In 2006, when Janeth was pregnant with Yohana, she visited an antenatal care clinic at Kitete Hospital in Tabora where she was tested for HIV.
She was very upset. When she came back home so sad, I realized something was wrong.
After many long hours trying to convince her to tell me why she was unhappy, Janeth revealed that she was HIV-positive.
I was worried, especially because at the time I was suffering from severe fevers and typhoid. I decided to go to the hospital with Janeth the next day to be tested.
After receiving pre-test counseling, the hospital’s nurses tested me for HIV. Like Janeth, the results were positive.
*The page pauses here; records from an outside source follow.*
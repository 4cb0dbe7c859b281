//! Notification ingestion pipeline
//!
//! The [`Router`] decodes each bus message and schedules it on the
//! [`HandlerChain`] of its route through a bounded [`TaskPool`]. Chains are
//! assembled at startup by the [`HandlerRegistry`].

pub mod chain;
pub mod handlers;
pub mod pool;
pub mod registry;
pub mod router;

pub use chain::{Handler, HandlerChain};
pub use pool::TaskPool;
pub use registry::{HandlerDeps, HandlerRegistry};
pub use router::Router;
//! Quiet-period bookkeeping per alarm identity

use std::collections::HashMap;
use std::sync::{Mutex, PoisonError};
use std::time::Duration;

use tokio::time::Instant;
use tracing::debug;

use super::AlarmIdentity;

struct TimerState {
    last_fired: HashMap<AlarmIdentity, Instant>,
    last_sweep: Instant,
}

/// Remembers when each identity last fired
///
/// At most one fire is allowed per identity and quiet window. The window
/// slides from the last allowed fire, denied attempts leave it untouched.
/// Entries older than `quiet * retention_factor` are evicted by a sweep that
/// runs at most once per quiet window.
pub struct AlarmTimer {
    retention_factor: u32,
    state: Mutex<TimerState>,
}

impl AlarmTimer {
    pub fn new(retention_factor: u32) -> Self {
        Self {
            retention_factor: retention_factor.max(1),
            state: Mutex::new(TimerState {
                last_fired: HashMap::new(),
                last_sweep: Instant::now(),
            }),
        }
    }

    /// Check and record in one step.
    pub fn can_fire(&self, identity: &AlarmIdentity, quiet: Duration) -> bool {
        let now = Instant::now();
        let mut state = self.state.lock().unwrap_or_else(PoisonError::into_inner);

        if now.duration_since(state.last_sweep) >= quiet {
            let retention = quiet * self.retention_factor;
            let before = state.last_fired.len();
            state
                .last_fired
                .retain(|_, fired| now.duration_since(*fired) < retention);
            state.last_sweep = now;
            debug!(
                "evicted {} alarm timer entries",
                before - state.last_fired.len()
            );
        }

        match state.last_fired.get(identity) {
            Some(last) if now.duration_since(*last) < quiet => false,
            _ => {
                state.last_fired.insert(identity.clone(), now);
                true
            }
        }
    }

    /// Number of identities currently remembered
    pub fn len(&self) -> usize {
        self.state
            .lock()
            .unwrap_or_else(PoisonError::into_inner)
            .last_fired
            .len()
    }

    pub fn is_empty(&self) -> bool {
        self.len() == 0
    }
}

impl Default for AlarmTimer {
    fn default() -> Self {
        Self::new(2)
    }
}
The nurses referred Janeth and I to an Elizabeth Glaser Pediatric AIDS Foundation-supported care and treatment center located at the same hospital. At the center, doctors and nurses specializing in HIV/AIDS counseled us about our HIV-positive status.
They also introduced us to services that could prevent the transmission of the virus to our unborn child. We were assured that by following the guidelines for these prevention of mother-to-child transmission of HIV (PMTCT) services, Janeth would deliver an HIV-free baby. This was exciting news!
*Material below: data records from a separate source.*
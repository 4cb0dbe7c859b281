use std::time::Duration;

use anyhow::Context;
use async_trait::async_trait;
use chrono::Utc;
use reqwest::Client;
use serde_json::json;
use tracing::info;

use super::checker::ServiceIdentity;
use super::state::ProbeOutcome;

const METRIC_NAME: &str = "service_status";

/// Receives one data point per probe
#[async_trait]
pub trait MetricsSink: Send + Sync {
    async fn push(
        &self,
        service: &ServiceIdentity,
        outcome: ProbeOutcome,
        response_time: Duration,
    ) -> anyhow::Result<()>;
}

/// Writes data points to the log
#[derive(Debug, Default, Clone, Copy)]
pub struct LogMetricsSink;

#[async_trait]
impl MetricsSink for LogMetricsSink {
    async fn push(
        &self,
        service: &ServiceIdentity,
        outcome: ProbeOutcome,
        response_time: Duration,
    ) -> anyhow::Result<()> {
        info!(
            target: "metrics",
            metric = METRIC_NAME,
            value = outcome.metric_value(),
            service = %service,
            response_time_ms = response_time.as_millis() as u64,
            "probe result"
        );
        Ok(())
    }
}

/// POSTs data points as JSON to a collector endpoint
#[derive(Debug, Clone)]
pub struct HttpMetricsSink {
    client: Client,
    url: String,
}

impl HttpMetricsSink {
    pub fn new(url: impl Into<String>, timeout: Duration) -> anyhow::Result<Self> {
        let client = Client::builder()
            .timeout(timeout)
            .build()
            .context("Failed to build HTTP client")?;
        Ok(Self {
            client,
            url: url.into(),
        })
    }
}

#[async_trait]
impl MetricsSink for HttpMetricsSink {
    async fn push(
        &self,
        service: &ServiceIdentity,
        outcome: ProbeOutcome,
        response_time: Duration,
    ) -> anyhow::Result<()> {
        let payload = json!({
            "metric": METRIC_NAME,
            "value": outcome.metric_value(),
            "dimension": {
                "service": format!("{}:{}", service.hostname, service.binary),
            },
            "hostname": service.hostname,
            "binary": service.binary,
            "response_time": response_time.as_secs_f64(),
            "timestamp": Utc::now().to_rfc3339(),
        });

        self.client
            .post(&self.url)
            .json(&payload)
            .send()
            .await?
            .error_for_status()?;
        Ok(())
    }
}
The doctor at the care and treatment center then recommended we do several medical examinations to gauge our health, including tuberculosis screenings and tests to determine our CD4 counts. Although Janeth had a much higher CD4 count than me, we both began medications to keep us healthy.
A few days after receiving treatment, my health began to stabilize. Feeling healthier, I took care of my Janeth, ensured she made all her antenatal clinic appointments, and helped her continue her treatment.
In early 2007, she delivered a healthy boy, Yohana.
As part of the PMTCT services, our doctor gave Yohana medicine to further prevent transmission of HIV. Additionally, Janeth was advised to breastfeed Yohana exclusively for three months.
Yohana was first tested for HIV when he was three months old. Two other tests followed at six months and 18 months. Each time, Yohana’s results were negative.
Our family is thankful for the PMTCT services provided by the Foundation. Because we were able to access these services, Yohana is HIV-negative and healthy -- something that means so much for two HIV-positive parents.